Problem description: Please restate exactly what appears in the records below from the first line to the line where "PlayerConfig::default()" is, that line included.

⟨

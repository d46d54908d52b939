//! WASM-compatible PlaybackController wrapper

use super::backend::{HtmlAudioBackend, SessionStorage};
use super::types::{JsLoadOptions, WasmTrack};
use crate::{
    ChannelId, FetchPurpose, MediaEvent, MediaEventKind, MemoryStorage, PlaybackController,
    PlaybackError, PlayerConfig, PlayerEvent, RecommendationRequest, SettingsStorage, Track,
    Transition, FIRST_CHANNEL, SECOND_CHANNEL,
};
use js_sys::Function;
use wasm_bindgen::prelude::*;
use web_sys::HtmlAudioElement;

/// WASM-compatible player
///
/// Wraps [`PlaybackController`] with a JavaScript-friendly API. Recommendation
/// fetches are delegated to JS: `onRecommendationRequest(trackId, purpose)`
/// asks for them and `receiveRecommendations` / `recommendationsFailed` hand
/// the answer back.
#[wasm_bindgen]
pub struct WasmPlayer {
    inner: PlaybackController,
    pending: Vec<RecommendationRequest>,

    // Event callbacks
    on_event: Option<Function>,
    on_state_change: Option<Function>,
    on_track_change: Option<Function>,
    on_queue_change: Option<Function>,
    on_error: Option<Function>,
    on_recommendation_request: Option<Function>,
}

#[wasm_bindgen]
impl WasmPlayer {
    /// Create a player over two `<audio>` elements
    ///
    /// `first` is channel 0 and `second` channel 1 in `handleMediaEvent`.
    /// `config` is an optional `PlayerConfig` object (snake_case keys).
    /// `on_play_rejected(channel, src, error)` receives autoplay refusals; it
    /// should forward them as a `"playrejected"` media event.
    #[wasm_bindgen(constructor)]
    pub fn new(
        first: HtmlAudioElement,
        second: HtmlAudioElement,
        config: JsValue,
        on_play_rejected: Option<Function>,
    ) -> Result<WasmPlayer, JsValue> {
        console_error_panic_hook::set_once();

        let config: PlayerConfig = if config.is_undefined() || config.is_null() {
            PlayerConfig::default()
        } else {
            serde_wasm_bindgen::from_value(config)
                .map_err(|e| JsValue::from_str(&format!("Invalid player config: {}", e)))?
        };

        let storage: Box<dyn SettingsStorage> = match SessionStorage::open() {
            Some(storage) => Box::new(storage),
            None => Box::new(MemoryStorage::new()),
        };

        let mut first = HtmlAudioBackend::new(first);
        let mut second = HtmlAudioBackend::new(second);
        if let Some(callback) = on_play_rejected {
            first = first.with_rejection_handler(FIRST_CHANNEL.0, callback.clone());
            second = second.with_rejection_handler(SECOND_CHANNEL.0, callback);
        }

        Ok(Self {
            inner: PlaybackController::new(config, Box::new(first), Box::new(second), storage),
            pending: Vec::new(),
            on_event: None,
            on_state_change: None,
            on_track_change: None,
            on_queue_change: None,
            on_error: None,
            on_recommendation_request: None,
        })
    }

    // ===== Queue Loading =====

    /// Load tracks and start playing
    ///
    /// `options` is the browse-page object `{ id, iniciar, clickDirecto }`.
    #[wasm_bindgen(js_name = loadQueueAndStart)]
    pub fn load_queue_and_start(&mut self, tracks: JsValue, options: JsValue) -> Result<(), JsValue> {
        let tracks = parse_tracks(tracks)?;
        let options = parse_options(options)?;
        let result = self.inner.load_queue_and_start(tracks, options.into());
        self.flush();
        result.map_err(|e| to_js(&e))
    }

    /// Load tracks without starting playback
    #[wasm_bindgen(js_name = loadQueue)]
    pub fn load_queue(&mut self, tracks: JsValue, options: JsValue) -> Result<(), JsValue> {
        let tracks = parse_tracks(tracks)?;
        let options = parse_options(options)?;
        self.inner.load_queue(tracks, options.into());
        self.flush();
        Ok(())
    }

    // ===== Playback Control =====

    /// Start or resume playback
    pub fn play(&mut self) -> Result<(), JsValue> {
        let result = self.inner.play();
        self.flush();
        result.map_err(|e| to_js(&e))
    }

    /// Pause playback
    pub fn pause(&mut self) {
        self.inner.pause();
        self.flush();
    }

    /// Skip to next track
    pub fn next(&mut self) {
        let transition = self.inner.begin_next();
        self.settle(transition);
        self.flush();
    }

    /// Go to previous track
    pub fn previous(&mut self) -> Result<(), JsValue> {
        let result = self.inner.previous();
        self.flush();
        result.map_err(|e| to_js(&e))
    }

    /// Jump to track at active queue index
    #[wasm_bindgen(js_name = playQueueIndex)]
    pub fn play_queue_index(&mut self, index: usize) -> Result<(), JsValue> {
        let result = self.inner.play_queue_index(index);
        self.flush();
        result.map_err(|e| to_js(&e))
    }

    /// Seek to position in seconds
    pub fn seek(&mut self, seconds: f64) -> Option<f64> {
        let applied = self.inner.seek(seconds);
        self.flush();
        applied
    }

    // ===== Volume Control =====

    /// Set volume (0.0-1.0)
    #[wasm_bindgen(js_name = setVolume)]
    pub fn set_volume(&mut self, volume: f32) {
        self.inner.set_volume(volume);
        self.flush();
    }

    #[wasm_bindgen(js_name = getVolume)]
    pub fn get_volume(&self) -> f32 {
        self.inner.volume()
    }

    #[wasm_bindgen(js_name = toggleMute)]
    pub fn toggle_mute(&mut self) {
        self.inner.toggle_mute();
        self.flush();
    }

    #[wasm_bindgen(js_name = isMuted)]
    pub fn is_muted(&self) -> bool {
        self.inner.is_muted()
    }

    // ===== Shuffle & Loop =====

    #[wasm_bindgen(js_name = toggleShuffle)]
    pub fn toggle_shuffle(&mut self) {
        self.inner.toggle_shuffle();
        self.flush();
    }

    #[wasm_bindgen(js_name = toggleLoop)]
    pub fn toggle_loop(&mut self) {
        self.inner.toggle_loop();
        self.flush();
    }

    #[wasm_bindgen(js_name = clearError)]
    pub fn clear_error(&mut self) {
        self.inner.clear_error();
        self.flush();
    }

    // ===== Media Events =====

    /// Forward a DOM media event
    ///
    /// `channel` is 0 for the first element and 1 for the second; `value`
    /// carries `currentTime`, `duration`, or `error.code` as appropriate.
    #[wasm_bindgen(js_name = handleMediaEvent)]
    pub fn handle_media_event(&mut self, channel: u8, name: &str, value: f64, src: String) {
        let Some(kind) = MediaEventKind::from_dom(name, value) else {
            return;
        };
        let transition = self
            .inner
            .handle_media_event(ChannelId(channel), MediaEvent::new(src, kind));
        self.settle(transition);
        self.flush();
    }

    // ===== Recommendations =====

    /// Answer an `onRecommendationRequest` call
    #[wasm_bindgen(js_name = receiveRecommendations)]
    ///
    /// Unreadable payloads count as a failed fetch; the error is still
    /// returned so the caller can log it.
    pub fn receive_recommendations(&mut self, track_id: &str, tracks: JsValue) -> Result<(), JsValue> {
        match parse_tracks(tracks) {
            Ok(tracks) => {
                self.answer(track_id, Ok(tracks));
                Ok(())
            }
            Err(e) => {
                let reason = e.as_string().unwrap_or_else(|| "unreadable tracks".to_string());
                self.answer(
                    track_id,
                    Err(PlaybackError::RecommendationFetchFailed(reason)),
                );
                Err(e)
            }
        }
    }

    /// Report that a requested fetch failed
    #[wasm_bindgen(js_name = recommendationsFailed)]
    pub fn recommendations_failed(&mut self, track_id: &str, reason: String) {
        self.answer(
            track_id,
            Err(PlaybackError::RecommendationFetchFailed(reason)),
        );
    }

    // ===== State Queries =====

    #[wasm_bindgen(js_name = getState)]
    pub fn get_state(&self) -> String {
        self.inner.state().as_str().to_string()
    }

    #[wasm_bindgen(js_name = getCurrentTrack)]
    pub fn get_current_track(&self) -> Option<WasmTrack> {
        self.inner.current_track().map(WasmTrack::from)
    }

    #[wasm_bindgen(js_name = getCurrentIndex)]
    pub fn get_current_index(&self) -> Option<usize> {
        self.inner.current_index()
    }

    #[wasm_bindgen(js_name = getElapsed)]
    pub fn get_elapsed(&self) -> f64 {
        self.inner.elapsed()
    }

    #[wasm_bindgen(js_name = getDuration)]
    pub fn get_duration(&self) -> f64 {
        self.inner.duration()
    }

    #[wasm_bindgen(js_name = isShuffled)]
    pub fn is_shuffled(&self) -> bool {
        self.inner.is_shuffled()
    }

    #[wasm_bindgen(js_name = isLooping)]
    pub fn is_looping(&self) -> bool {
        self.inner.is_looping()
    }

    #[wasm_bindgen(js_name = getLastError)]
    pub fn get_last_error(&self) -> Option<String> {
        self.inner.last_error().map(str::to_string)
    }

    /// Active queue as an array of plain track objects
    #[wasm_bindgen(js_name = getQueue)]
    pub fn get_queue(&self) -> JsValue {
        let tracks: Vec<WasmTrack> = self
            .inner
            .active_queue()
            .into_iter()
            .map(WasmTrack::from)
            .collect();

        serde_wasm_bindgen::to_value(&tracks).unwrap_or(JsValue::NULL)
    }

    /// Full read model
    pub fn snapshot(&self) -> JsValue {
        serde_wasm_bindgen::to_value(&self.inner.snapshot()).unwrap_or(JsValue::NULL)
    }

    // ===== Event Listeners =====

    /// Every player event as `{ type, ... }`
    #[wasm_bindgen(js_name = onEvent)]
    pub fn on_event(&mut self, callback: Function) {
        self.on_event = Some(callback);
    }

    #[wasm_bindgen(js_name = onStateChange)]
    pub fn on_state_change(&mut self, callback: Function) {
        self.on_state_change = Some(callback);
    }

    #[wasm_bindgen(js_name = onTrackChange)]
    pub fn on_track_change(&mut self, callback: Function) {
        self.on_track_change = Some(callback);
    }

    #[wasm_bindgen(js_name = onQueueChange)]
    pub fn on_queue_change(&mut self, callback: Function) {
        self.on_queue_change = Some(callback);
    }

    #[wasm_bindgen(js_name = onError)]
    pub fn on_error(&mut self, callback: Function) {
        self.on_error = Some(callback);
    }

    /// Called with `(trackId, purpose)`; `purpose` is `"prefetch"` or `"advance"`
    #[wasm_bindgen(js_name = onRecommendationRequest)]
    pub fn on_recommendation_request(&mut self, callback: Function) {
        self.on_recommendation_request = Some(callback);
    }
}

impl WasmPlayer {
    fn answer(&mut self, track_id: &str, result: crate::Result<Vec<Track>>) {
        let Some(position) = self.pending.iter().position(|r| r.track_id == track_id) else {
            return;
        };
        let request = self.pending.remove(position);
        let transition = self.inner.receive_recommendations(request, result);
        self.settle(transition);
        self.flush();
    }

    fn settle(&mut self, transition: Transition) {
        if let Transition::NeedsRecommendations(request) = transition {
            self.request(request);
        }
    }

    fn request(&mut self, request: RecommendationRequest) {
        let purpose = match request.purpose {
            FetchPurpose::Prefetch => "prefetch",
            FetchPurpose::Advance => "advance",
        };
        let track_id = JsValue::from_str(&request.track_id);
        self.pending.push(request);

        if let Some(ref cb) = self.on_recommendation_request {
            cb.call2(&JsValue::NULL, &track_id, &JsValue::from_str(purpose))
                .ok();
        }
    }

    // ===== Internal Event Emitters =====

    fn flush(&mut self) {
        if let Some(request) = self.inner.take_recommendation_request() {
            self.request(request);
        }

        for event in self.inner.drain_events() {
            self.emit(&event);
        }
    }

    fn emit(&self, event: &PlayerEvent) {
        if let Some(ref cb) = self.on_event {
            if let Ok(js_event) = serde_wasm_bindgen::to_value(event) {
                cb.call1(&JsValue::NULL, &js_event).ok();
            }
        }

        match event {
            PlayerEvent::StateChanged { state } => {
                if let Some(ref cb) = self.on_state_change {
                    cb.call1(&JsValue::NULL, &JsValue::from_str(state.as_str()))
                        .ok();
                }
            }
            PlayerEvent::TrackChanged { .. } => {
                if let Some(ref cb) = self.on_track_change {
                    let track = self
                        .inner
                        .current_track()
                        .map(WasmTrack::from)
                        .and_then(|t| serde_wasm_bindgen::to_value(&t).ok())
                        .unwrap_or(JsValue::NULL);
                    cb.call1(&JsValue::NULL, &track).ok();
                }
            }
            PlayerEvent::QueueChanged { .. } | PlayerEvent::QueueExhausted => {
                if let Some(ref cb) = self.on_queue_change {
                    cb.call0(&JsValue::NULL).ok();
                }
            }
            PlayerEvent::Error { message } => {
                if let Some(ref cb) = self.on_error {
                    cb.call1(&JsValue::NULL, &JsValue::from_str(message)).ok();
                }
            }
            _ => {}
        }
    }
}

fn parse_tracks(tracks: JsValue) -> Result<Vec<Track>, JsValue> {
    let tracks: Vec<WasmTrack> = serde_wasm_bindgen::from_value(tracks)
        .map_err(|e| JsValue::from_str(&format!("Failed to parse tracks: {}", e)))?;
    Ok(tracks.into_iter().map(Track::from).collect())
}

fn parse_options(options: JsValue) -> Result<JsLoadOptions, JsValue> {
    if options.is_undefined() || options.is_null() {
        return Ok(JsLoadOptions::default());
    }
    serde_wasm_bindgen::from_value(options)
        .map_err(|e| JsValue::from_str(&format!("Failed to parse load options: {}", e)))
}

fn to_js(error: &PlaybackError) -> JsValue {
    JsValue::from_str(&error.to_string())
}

⟩

Completed exercise:
repository d46d54908d52b939
//! WASM-compatible PlaybackController wrapper

use super::backend::{HtmlAudioBackend, SessionStorage};
use super::types::{JsLoadOptions, WasmTrack};
use crate::{
    ChannelId, FetchPurpose, MediaEvent, MediaEventKind, MemoryStorage, PlaybackController,
    PlaybackError, PlayerConfig, PlayerEvent, RecommendationRequest, SettingsStorage, Track,
    Transition, FIRST_CHANNEL, SECOND_CHANNEL,
};
use js_sys::Function;
use wasm_bindgen::prelude::*;
use web_sys::HtmlAudioElement;

/// WASM-compatible player
///
/// Wraps [`PlaybackController`] with a JavaScript-friendly API. Recommendation
/// fetches are delegated to JS: `onRecommendationRequest(trackId, purpose)`
/// asks for them and `receiveRecommendations` / `recommendationsFailed` hand
/// the answer back.
#[wasm_bindgen]
pub struct WasmPlayer {
    inner: PlaybackController,
    pending: Vec<RecommendationRequest>,

    // Event callbacks
    on_event: Option<Function>,
    on_state_change: Option<Function>,
    on_track_change: Option<Function>,
    on_queue_change: Option<Function>,
    on_error: Option<Function>,
    on_recommendation_request: Option<Function>,
}

#[wasm_bindgen]
impl WasmPlayer {
    /// Create a player over two `<audio>` elements
    ///
    /// `first` is channel 0 and `second` channel 1 in `handleMediaEvent`.
    /// `config` is an optional `PlayerConfig` object (snake_case keys).
    /// `on_play_rejected(channel, src, error)` receives autoplay refusals; it
    /// should forward them as a `"playrejected"` media event.
    #[wasm_bindgen(constructor)]
    pub fn new(
        first: HtmlAudioElement,
        second: HtmlAudioElement,
        config: JsValue,
        on_play_rejected: Option<Function>,
    ) -> Result<WasmPlayer, JsValue> {
        console_error_panic_hook::set_once();

        let config: PlayerConfig = if config.is_undefined() || config.is_null() {
            PlayerConfig::default()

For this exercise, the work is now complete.